There are at least three possible causes or contributing factors:

Virii, bacteria, mycoplasmas, and/or parasites activate certain antibodies in the immune system that trigger the production of thrombin, generate SFM and result in fibrin deposits.
Genetic coagulation defects can lead to hypercoagulation. White people are susceptible to this and black people have a resistance to it.
Chemical exposure can result in changes that trigger the coagulation process.
The results of this thickened blood are:
When fibrin coats the walls of the capillaries, nutrient and oxygen delivery to muscle, nerve, bone and organ tissue is compromised.
The fibrin coating the capillaries and producing thick blood can make virii and bacteria less accessible to treatment.
Thicker blood is harder to pump.
By depriving the gut of proper nourishment, hypercoagulation may be a major factor in IBS. If the bowel is deprived of blood, cells will die too rapidly.
The endothelial cells lining the capillaries are the source of heparans, the body's natural blood thinners.
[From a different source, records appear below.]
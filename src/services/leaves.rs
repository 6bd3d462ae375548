//! Domain service for the leave request workflow.

use chrono::{Datelike, NaiveDate, Utc, Weekday};
use thiserror::Error;
use tracing::info;

use crate::db::Store;
use crate::domain::events::NotificationEvent;
use crate::domain::permissions::LEAVES_APPROVE;
use crate::domain::{LeaveKind, LeaveStatus};
use crate::entities::leave_requests;
use crate::services::Notifier;

/// Errors specific to leave operations.
#[derive(Debug, Error)]
pub enum LeaveError {
    #[error("Leave request not found")]
    NotFound,

    #[error("Validation failed: {0}")]
    Validation(String),

    #[error("Conflict: {0}")]
    Conflict(String),

    #[error("Forbidden: {0}")]
    Forbidden(String),

    #[error("Internal error: {0}")]
    Internal(String),
}

impl From<anyhow::Error> for LeaveError {
    fn from(err: anyhow::Error) -> Self {
        Self::Internal(err.to_string())
    }
}

#[derive(Clone)]
pub struct LeaveService {
    store: Store,
    notifier: Notifier,
}

impl LeaveService {
    #[must_use]
    pub const fn new(store: Store, notifier: Notifier) -> Self {
        Self { store, notifier }
    }

    /// Submits a leave request for the caller.
    ///
    /// The span is inclusive; weekends never count. A weekend-only span is
    /// rejected, as is any overlap with the caller's open requests.
    pub async fn submit(
        &self,
        user_id: i32,
        user_name: &str,
        kind: &str,
        start_date: &str,
        end_date: &str,
        reason: Option<String>,
    ) -> Result<leave_requests::Model, LeaveError> {
        let kind = LeaveKind::parse(kind)
            .ok_or_else(|| LeaveError::Validation(format!("Unknown leave kind '{kind}'")))?;

        let start = parse_date(start_date)?;
        let end = parse_date(end_date)?;

        if start > end {
            return Err(LeaveError::Validation(
                "Start date must not be after end date".to_string(),
            ));
        }

        let business_days = business_days_between(start, end);
        if business_days == 0 {
            return Err(LeaveError::Validation(
                "The requested span contains no business days".to_string(),
            ));
        }

        let overlapping = self
            .store
            .overlapping_leave_requests(user_id, start_date, end_date)
            .await?;
        if !overlapping.is_empty() {
            return Err(LeaveError::Conflict(
                "The requested span overlaps an existing leave request".to_string(),
            ));
        }

        let leave = self
            .store
            .create_leave_request(
                user_id,
                kind.as_str(),
                start_date,
                end_date,
                business_days,
                reason,
            )
            .await?;

        info!(leave_id = leave.id, user_id, business_days, "Leave request submitted");

        self.notifier
            .notify_holders(
                LEAVES_APPROVE,
                "leave_request",
                &format!(
                    "{user_name} requested {business_days} business day(s) of {} leave",
                    kind.as_str()
                ),
                Some("leave_request"),
                Some(leave.id),
            )
            .await?;

        self.notifier.broadcast(NotificationEvent::LeaveSubmitted {
            leave_id: leave.id,
            user_id,
            user_name: user_name.to_string(),
            kind: kind.as_str().to_string(),
            business_days,
        });

        Ok(leave)
    }

    /// Approves or rejects a pending request.
    ///
    /// Deciding your own request requires the `system.admin` wildcard, which
    /// the caller resolves and passes as `decider_has_wildcard`.
    pub async fn decide(
        &self,
        id: i32,
        approve: bool,
        note: Option<String>,
        decided_by: i32,
        decided_by_name: &str,
        decider_has_wildcard: bool,
    ) -> Result<leave_requests::Model, LeaveError> {
        let leave = self.store.get_leave_request(id).await?.ok_or(LeaveError::NotFound)?;

        if leave.status != LeaveStatus::Pending.as_str() {
            return Err(LeaveError::Conflict(
                "Only pending requests can be decided".to_string(),
            ));
        }

        if leave.user_id == decided_by && !decider_has_wildcard {
            return Err(LeaveError::Forbidden(
                "Deciding your own leave request requires system.admin".to_string(),
            ));
        }

        let status = if approve {
            LeaveStatus::Approved
        } else {
            LeaveStatus::Rejected
        };

        let leave = self
            .store
            .decide_leave_request(id, status, decided_by, note)
            .await?
            .ok_or(LeaveError::NotFound)?;

        info!(leave_id = id, approve, decided_by, "Leave request decided");

        let verdict = if approve { "approved" } else { "rejected" };
        self.notifier
            .notify_user(
                leave.user_id,
                "leave_decision",
                &format!(
                    "Your leave request ({} to {}) was {verdict} by {decided_by_name}",
                    leave.start_date, leave.end_date
                ),
                Some("leave_request"),
                Some(leave.id),
            )
            .await?;

        self.notifier.broadcast(NotificationEvent::LeaveDecided {
            leave_id: leave.id,
            user_id: leave.user_id,
            approved: approve,
            decided_by: decided_by_name.to_string(),
        });

        Ok(leave)
    }

    /// Cancels the caller's own pending request.
    pub async fn cancel(&self, id: i32, user_id: i32) -> Result<leave_requests::Model, LeaveError> {
        let leave = self.store.get_leave_request(id).await?.ok_or(LeaveError::NotFound)?;

        if leave.user_id != user_id {
            return Err(LeaveError::Forbidden(
                "Only the requester can cancel a leave request".to_string(),
            ));
        }

        if leave.status != LeaveStatus::Pending.as_str() {
            return Err(LeaveError::Conflict(
                "Only pending requests can be cancelled".to_string(),
            ));
        }

        let leave = self
            .store
            .set_leave_request_status(id, LeaveStatus::Cancelled)
            .await?
            .ok_or(LeaveError::NotFound)?;

        info!(leave_id = id, user_id, "Leave request cancelled");

        self.notifier.broadcast(NotificationEvent::LeaveCancelled {
            leave_id: leave.id,
            user_id,
        });

        Ok(leave)
    }
}

fn parse_date(value: &str) -> Result<NaiveDate, LeaveError> {
    NaiveDate::parse_from_str(value, "%Y-%m-%d")
        .map_err(|_| LeaveError::Validation(format!("'{value}' is not a YYYY-MM-DD date")))
}

/// Inclusive business-day count; Saturdays and Sundays are skipped.
#[must_use]
pub fn business_days_between(start: NaiveDate, end: NaiveDate) -> i32 {
    let mut days = 0;
    let mut cursor = start;
    while cursor <= end {
        if !matches!(cursor.weekday(), Weekday::Sat | Weekday::Sun) {
            days += 1;
        }
        let Some(next) = cursor.succ_opt() else { break };
        cursor = next;
    }
    days
}

/// Today in the date format used throughout the schema.
#[must_use]
pub fn today() -> String {
    Utc::now().date_naive().format("%Y-%m-%d").to_string()
}

#[cfg(test)]
mod tests {
    use super::*;

    fn date(s: &str) -> NaiveDate {
        NaiveDate::parse_from_str(s, "%Y-%m-%d").unwrap()
    }

    #[test]
    fn counts_single_weekday() {
        // 2026-08-25 is a Tuesday
        assert_eq!(business_days_between(date("2026-08-25"), date("2026-08-25")), 1);
    }

    #[test]
    fn counts_full_week_as_five() {
        // Monday through Sunday
        assert_eq!(business_days_between(date("2026-08-24"), date("2026-08-30")), 5);
    }

    #[test]
    fn weekend_only_span_is_zero() {
        // Saturday and Sunday
        assert_eq!(business_days_between(date("2026-08-29"), date("2026-08-30")), 0);
    }

    #[test]
    fn spans_crossing_weekends() {
        // Friday through Monday: Fri + Mon
        assert_eq!(business_days_between(date("2026-08-28"), date("2026-08-31")), 2);

        // Two full weeks
        assert_eq!(business_days_between(date("2026-08-24"), date("2026-09-06")), 10);
    }
}
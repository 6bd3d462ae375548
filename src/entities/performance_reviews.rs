use sea_orm::entity::prelude::*;

#[derive(Clone, Debug, PartialEq, Eq, DeriveEntityModel)]
#[sea_orm(table_name = "performance_reviews")]
pub struct Model {
    #[sea_orm(primary_key)]
    pub id: i32,

    pub employee_id: i32,

    pub reviewer_id: i32,

    /// Review period label (`2026-H1`, `2026-Q3`, ...).
    pub period: String,

    /// 1..=5, required before submission.
    pub rating: Option<i32>,

    pub strengths: Option<String>,

    pub improvements: Option<String>,

    /// `draft`, `submitted`, `acknowledged`
    pub status: String,

    pub submitted_at: Option<String>,

    pub acknowledged_at: Option<String>,

    pub created_at: String,

    pub updated_at: String,
}

#[derive(Copy, Clone, Debug, EnumIter, DeriveRelation)]
pub enum Relation {
    #[sea_orm(
        belongs_to = "super::users::Entity",
        from = "Column::EmployeeId",
        to = "super::users::Column::Id",
        on_update = "Cascade",
        on_delete = "Cascade"
    )]
    Employee,
}

impl Related<super::users::Entity> for Entity {
    fn to() -> RelationDef {
        Relation::Employee.def()
    }
}

impl ActiveModelBehavior for ActiveModel {}
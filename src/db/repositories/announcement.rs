use anyhow::Result;
use sea_orm::{ActiveModelTrait, DatabaseConnection, EntityTrait, QueryOrder, Set};

use crate::entities::{announcements, prelude::*};

pub struct AnnouncementRepository {
    conn: DatabaseConnection,
}

impl AnnouncementRepository {
    #[must_use]
    pub const fn new(conn: DatabaseConnection) -> Self {
        Self { conn }
    }

    pub async fn create(
        &self,
        title: &str,
        body: &str,
        pinned: bool,
        author_id: i32,
    ) -> Result<announcements::Model> {
        let now = chrono::Utc::now().to_rfc3339();

        let inserted = Announcements::insert(announcements::ActiveModel {
            title: Set(title.to_string()),
            body: Set(body.to_string()),
            pinned: Set(pinned),
            author_id: Set(author_id),
            created_at: Set(now.clone()),
            updated_at: Set(now),
            ..Default::default()
        })
        .exec(&self.conn)
        .await?;

        let model = Announcements::find_by_id(inserted.last_insert_id)
            .one(&self.conn)
            .await?
            .ok_or_else(|| anyhow::anyhow!("Failed to retrieve created announcement"))?;

        Ok(model)
    }

    pub async fn get(&self, id: i32) -> Result<Option<announcements::Model>> {
        Ok(Announcements::find_by_id(id).one(&self.conn).await?)
    }

    /// Pinned first, then newest.
    pub async fn list(&self) -> Result<Vec<announcements::Model>> {
        Ok(Announcements::find()
            .order_by_desc(announcements::Column::Pinned)
            .order_by_desc(announcements::Column::CreatedAt)
            .all(&self.conn)
            .await?)
    }

    pub async fn update(
        &self,
        id: i32,
        title: &str,
        body: &str,
        pinned: bool,
    ) -> Result<Option<announcements::Model>> {
        let Some(announcement) = Announcements::find_by_id(id).one(&self.conn).await? else {
            return Ok(None);
        };

        let now = chrono::Utc::now().to_rfc3339();

        let mut active: announcements::ActiveModel = announcement.into();
        active.title = Set(title.to_string());
        active.body = Set(body.to_string());
        active.pinned = Set(pinned);
        active.updated_at = Set(now);
        let model = active.update(&self.conn).await?;

        Ok(Some(model))
    }

    pub async fn delete(&self, id: i32) -> Result<()> {
        Announcements::delete_by_id(id).exec(&self.conn).await?;
        Ok(())
    }
}
//! Notification fan-out shared by the workflow services.

use crate::db::Store;
use crate::domain::events::NotificationEvent;
use tokio::sync::broadcast;
use tracing::warn;

/// Persists per-user notification rows and mirrors workflow transitions onto
/// the event bus so SSE clients update without polling.
#[derive(Clone)]
pub struct Notifier {
    store: Store,
    event_bus: broadcast::Sender<NotificationEvent>,
}

impl Notifier {
    #[must_use]
    pub const fn new(store: Store, event_bus: broadcast::Sender<NotificationEvent>) -> Self {
        Self { store, event_bus }
    }

    /// Send without caring whether anyone is subscribed.
    pub fn broadcast(&self, event: NotificationEvent) {
        let _ = self.event_bus.send(event);
    }

    pub async fn notify_user(
        &self,
        user_id: i32,
        kind: &str,
        message: &str,
        entity_type: Option<&str>,
        entity_id: Option<i32>,
    ) -> anyhow::Result<()> {
        self.store
            .add_notification(user_id, kind, message, entity_type, entity_id)
            .await?;
        Ok(())
    }

    /// Notifies every active user holding the given permission, resolved
    /// across all three permission sources.
    pub async fn notify_holders(
        &self,
        permission: &str,
        kind: &str,
        message: &str,
        entity_type: Option<&str>,
        entity_id: Option<i32>,
    ) -> anyhow::Result<usize> {
        let user_ids = self.store.user_ids_holding_permission(permission).await?;

        if user_ids.is_empty() {
            warn!(permission, "No active holders to notify");
            return Ok(0);
        }

        self.store
            .add_notifications(&user_ids, kind, message, entity_type, entity_id)
            .await?;

        Ok(user_ids.len())
    }

    pub async fn notify_all_active(
        &self,
        kind: &str,
        message: &str,
        entity_type: Option<&str>,
        entity_id: Option<i32>,
    ) -> anyhow::Result<usize> {
        let user_ids = self.store.list_active_user_ids().await?;

        self.store
            .add_notifications(&user_ids, kind, message, entity_type, entity_id)
            .await?;

        Ok(user_ids.len())
    }
}
pub mod prelude;

pub mod announcements;
pub mod attendance_records;
pub mod audit_logs;
pub mod expense_reports;
pub mod leave_requests;
pub mod notifications;
pub mod performance_reviews;
pub mod permissions;
pub mod projects;
pub mod role_permissions;
pub mod roles;
pub mod tasks;
pub mod users;
pub mod announcement;
pub mod attendance;
pub mod audit;
pub mod expense;
pub mod leave;
pub mod notification;
pub mod project;
pub mod review;
pub mod role;
pub mod user;
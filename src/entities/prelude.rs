pub use super::announcements::Entity as Announcements;
pub use super::attendance_records::Entity as AttendanceRecords;
pub use super::audit_logs::Entity as AuditLogs;
pub use super::expense_reports::Entity as ExpenseReports;
pub use super::leave_requests::Entity as LeaveRequests;
pub use super::notifications::Entity as Notifications;
pub use super::performance_reviews::Entity as PerformanceReviews;
pub use super::permissions::Entity as Permissions;
pub use super::projects::Entity as Projects;
pub use super::role_permissions::Entity as RolePermissions;
pub use super::roles::Entity as Roles;
pub use super::tasks::Entity as Tasks;
pub use super::users::Entity as Users;
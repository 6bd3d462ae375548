mod init;
mod reset_password;
mod sweep;

pub use init::cmd_init;
pub use reset_password::cmd_reset_password;
pub use sweep::cmd_sweep;
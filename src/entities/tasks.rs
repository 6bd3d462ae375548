use sea_orm::entity::prelude::*;

#[derive(Clone, Debug, PartialEq, Eq, DeriveEntityModel)]
#[sea_orm(table_name = "tasks")]
pub struct Model {
    #[sea_orm(primary_key)]
    pub id: i32,

    pub project_id: Option<i32>,

    pub title: String,

    pub description: Option<String>,

    pub assignee_id: Option<i32>,

    /// `YYYY-MM-DD`
    pub due_date: Option<String>,

    /// `todo`, `in_progress`, `done`
    pub status: String,

    pub created_by: i32,

    pub created_at: String,

    pub updated_at: String,
}

#[derive(Copy, Clone, Debug, EnumIter, DeriveRelation)]
pub enum Relation {
    #[sea_orm(
        belongs_to = "super::projects::Entity",
        from = "Column::ProjectId",
        to = "super::projects::Column::Id",
        on_update = "Cascade",
        on_delete = "SetNull"
    )]
    Project,
    #[sea_orm(
        belongs_to = "super::users::Entity",
        from = "Column::AssigneeId",
        to = "super::users::Column::Id",
        on_update = "Cascade",
        on_delete = "SetNull"
    )]
    Assignee,
}

impl Related<super::projects::Entity> for Entity {
    fn to() -> RelationDef {
        Relation::Project.def()
    }
}

impl Related<super::users::Entity> for Entity {
    fn to() -> RelationDef {
        Relation::Assignee.def()
    }
}

impl ActiveModelBehavior for ActiveModel {}
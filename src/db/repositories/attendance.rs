use anyhow::Result;
use sea_orm::{
    ActiveModelTrait, ColumnTrait, DatabaseConnection, EntityTrait, PaginatorTrait, QueryFilter,
    QueryOrder, Set,
};

use crate::entities::{attendance_records, prelude::*};

pub struct AttendanceRepository {
    conn: DatabaseConnection,
}

impl AttendanceRepository {
    #[must_use]
    pub const fn new(conn: DatabaseConnection) -> Self {
        Self { conn }
    }

    pub async fn get_for_day(
        &self,
        user_id: i32,
        date: &str,
    ) -> Result<Option<attendance_records::Model>> {
        Ok(AttendanceRecords::find()
            .filter(attendance_records::Column::UserId.eq(user_id))
            .filter(attendance_records::Column::Date.eq(date))
            .one(&self.conn)
            .await?)
    }

    pub async fn clock_in(
        &self,
        user_id: i32,
        date: &str,
        clock_in: &str,
        note: Option<String>,
    ) -> Result<attendance_records::Model> {
        let now = chrono::Utc::now().to_rfc3339();

        let inserted = AttendanceRecords::insert(attendance_records::ActiveModel {
            user_id: Set(user_id),
            date: Set(date.to_string()),
            clock_in: Set(clock_in.to_string()),
            note: Set(note),
            created_at: Set(now),
            ..Default::default()
        })
        .exec(&self.conn)
        .await?;

        let model = AttendanceRecords::find_by_id(inserted.last_insert_id)
            .one(&self.conn)
            .await?
            .ok_or_else(|| anyhow::anyhow!("Failed to retrieve created attendance record"))?;

        Ok(model)
    }

    pub async fn set_clock_out(
        &self,
        id: i32,
        clock_out: &str,
        worked_minutes: i32,
    ) -> Result<Option<attendance_records::Model>> {
        let Some(record) = AttendanceRecords::find_by_id(id).one(&self.conn).await? else {
            return Ok(None);
        };

        let mut active: attendance_records::ActiveModel = record.into();
        active.clock_out = Set(Some(clock_out.to_string()));
        active.worked_minutes = Set(Some(worked_minutes));
        let model = active.update(&self.conn).await?;

        Ok(Some(model))
    }

    /// Own records inside an inclusive date range, newest first.
    pub async fn list_for_user(
        &self,
        user_id: i32,
        from: Option<&str>,
        to: Option<&str>,
    ) -> Result<Vec<attendance_records::Model>> {
        let mut query = AttendanceRecords::find()
            .filter(attendance_records::Column::UserId.eq(user_id))
            .order_by_desc(attendance_records::Column::Date);

        if let Some(from) = from {
            query = query.filter(attendance_records::Column::Date.gte(from));
        }
        if let Some(to) = to {
            query = query.filter(attendance_records::Column::Date.lte(to));
        }

        Ok(query.all(&self.conn).await?)
    }

    /// Everyone's records for one day, for the team view.
    pub async fn list_for_day(&self, date: &str) -> Result<Vec<attendance_records::Model>> {
        Ok(AttendanceRecords::find()
            .filter(attendance_records::Column::Date.eq(date))
            .order_by_asc(attendance_records::Column::ClockIn)
            .all(&self.conn)
            .await?)
    }

    pub async fn count_for_day(&self, date: &str) -> Result<u64> {
        Ok(AttendanceRecords::find()
            .filter(attendance_records::Column::Date.eq(date))
            .count(&self.conn)
            .await?)
    }
}
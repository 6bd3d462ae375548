use crate::domain::{LegacyRole, permissions as catalog};
use crate::entities::prelude::*;
use sea_orm_migration::prelude::*;
use sea_orm_migration::sea_query::Query;

#[derive(DeriveMigrationName)]
pub struct Migration;

/// Default API key (rotate it right after bootstrap)
const DEFAULT_API_KEY: &str = "cadre_default_api_key_please_regenerate";

/// Fixed id of the seeded Administrator role.
const ADMIN_ROLE_ID: i32 = 1;

/// Hash the default password using Argon2id
fn hash_default_password() -> String {
    use argon2::{
        Argon2,
        password_hash::{PasswordHasher, SaltString, rand_core::OsRng},
    };

    let password = b"password";
    let salt = SaltString::generate(&mut OsRng);
    let argon2 = Argon2::default();

    argon2
        .hash_password(password, &salt)
        .expect("Failed to hash default password")
        .to_string()
}

#[async_trait::async_trait]
impl MigrationTrait for Migration {
    async fn up(&self, manager: &SchemaManager) -> Result<(), DbErr> {
        let now = chrono::Utc::now().to_rfc3339();

        // Permission catalog, with fixed ids so the role links below can
        // reference them without a read-back.
        let mut insert_permissions = Query::insert()
            .into_table(Permissions)
            .columns([
                crate::entities::permissions::Column::Id,
                crate::entities::permissions::Column::Name,
                crate::entities::permissions::Column::Label,
                crate::entities::permissions::Column::Description,
                crate::entities::permissions::Column::Category,
                crate::entities::permissions::Column::CreatedAt,
            ])
            .to_owned();
        for (id, def) in (1i32..).zip(catalog::CATALOG.iter()) {
            insert_permissions.values_panic([
                id.into(),
                def.key.into(),
                def.label.into(),
                def.description.into(),
                def.category.into(),
                now.clone().into(),
            ]);
        }
        manager.exec_stmt(insert_permissions).await?;

        // Administrator system role. The JSON column is stamped here and
        // never rewritten by the API; the join rows below are the
        // relationally maintained source.
        let all_names: Vec<&str> = catalog::CATALOG.iter().map(|d| d.key).collect();
        let permissions_json =
            serde_json::to_string(&all_names).expect("serialize permission names");

        let insert_role = Query::insert()
            .into_table(Roles)
            .columns([
                crate::entities::roles::Column::Id,
                crate::entities::roles::Column::Name,
                crate::entities::roles::Column::Description,
                crate::entities::roles::Column::Color,
                crate::entities::roles::Column::Icon,
                crate::entities::roles::Column::IsSystem,
                crate::entities::roles::Column::PermissionsJson,
                crate::entities::roles::Column::CreatedAt,
                crate::entities::roles::Column::UpdatedAt,
            ])
            .values_panic([
                ADMIN_ROLE_ID.into(),
                "Administrator".into(),
                "Full access to every module".into(),
                "#b91c1c".into(),
                "shield".into(),
                true.into(),
                permissions_json.into(),
                now.clone().into(),
                now.clone().into(),
            ])
            .to_owned();
        manager.exec_stmt(insert_role).await?;

        let mut insert_links = Query::insert()
            .into_table(RolePermissions)
            .columns([
                crate::entities::role_permissions::Column::RoleId,
                crate::entities::role_permissions::Column::PermissionId,
            ])
            .to_owned();
        for (permission_id, _) in (1i32..).zip(catalog::CATALOG.iter()) {
            insert_links.values_panic([ADMIN_ROLE_ID.into(), permission_id.into()]);
        }
        manager.exec_stmt(insert_links).await?;

        // Bootstrap admin account: legacy SUPER_ADMIN plus the
        // Administrator role, so all three resolver sources are live.
        let password_hash = hash_default_password();
        let insert_admin = Query::insert()
            .into_table(Users)
            .columns([
                crate::entities::users::Column::Username,
                crate::entities::users::Column::Email,
                crate::entities::users::Column::PasswordHash,
                crate::entities::users::Column::ApiKey,
                crate::entities::users::Column::FirstName,
                crate::entities::users::Column::LastName,
                crate::entities::users::Column::LegacyRole,
                crate::entities::users::Column::RoleId,
                crate::entities::users::Column::Active,
                crate::entities::users::Column::MustChangePassword,
                crate::entities::users::Column::CreatedAt,
                crate::entities::users::Column::UpdatedAt,
            ])
            .values_panic([
                "admin".into(),
                "admin@cadre.local".into(),
                password_hash.into(),
                DEFAULT_API_KEY.into(),
                "System".into(),
                "Administrator".into(),
                LegacyRole::SuperAdmin.as_str().into(),
                ADMIN_ROLE_ID.into(),
                true.into(),
                true.into(),
                now.clone().into(),
                now.into(),
            ])
            .to_owned();
        manager.exec_stmt(insert_admin).await?;

        Ok(())
    }

    async fn down(&self, manager: &SchemaManager) -> Result<(), DbErr> {
        let conn = manager.get_connection();

        conn.execute_unprepared("DELETE FROM users WHERE username = 'admin'")
            .await?;
        conn.execute_unprepared("DELETE FROM role_permissions WHERE role_id = 1")
            .await?;
        conn.execute_unprepared("DELETE FROM roles WHERE id = 1")
            .await?;
        conn.execute_unprepared("DELETE FROM permissions").await?;

        Ok(())
    }
}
When fibrin coats these cells, the heparans cannot be released, reducing the body's ability to dissolve the fibrin.
Hypercoagulation can be detected by Hemex Laboratories' ISAC (Immune System Activation of Coagulation) test panel. Five substances are measured, and abnormal results on any two are considered a positive test result. Studies show that 79-92% of CFS/FMS patients have a hypercoagulation defect. A standard coagulation work up usually will not detect any abnormalities, since it only assesses the risk of actual clotting. The ISAC panel is 10 to 20 times more sensitive, as well as being more expensive.

In a 1998 study, heparin was given to 7 FMS and 9 CFS patients suffering from hypercoagulation. Of the 7 FMS patients, 1 reported some, 3 moderate, and 3 significant improvement. Of the 9 CFS patients, 4 reported moderate and 5 significant improvement.

Since then, David Berg has learned that the best chance of success involves treating both the hypercoagulation and the underlying pathogen(s). Ideally, a blood thinner such as heparin is prescribed one month before beginning antibiotics for bacteria (for example mycoplasma or chlamydia pneumonia) and/or transfer factor for viruses (such as HHV6, CMV and EBV). The heparin is continued throughout, and then slightly beyond, the course of anti-microbial treatment. It dissolves the fibrin, making the virus and/or bacteria more vulnerable, thus improving the treatment's effectiveness.

CFS/FMS patients who have been ill for more than ten years may show only one abnormality - or possibly none - on the ISAC test. A trial of heparin, however, especially if accompanied by antibiotics or transfer factor, may change that. Berg suspects that once a pathogen has a large area of fibrin deposits in which to settle, the less active it needs to be. It may therefore stop triggering the coagulation process. As the heparin removes the fibrin and allows a more effective attack against the pathogens, they reactivate and/or become more active, once again triggering the coagulation process. Most patients have more abnormalities on the ISAC test one month into treatment than on their initial test, indicating progress. They often must pass through a time of increased illness when the infection is temporarily activated.

The treatment of this condition is not easy or inexpensive. It requires a doctor who is familiar with the theory, comfortable with the lab testing and willing to individualize treatment.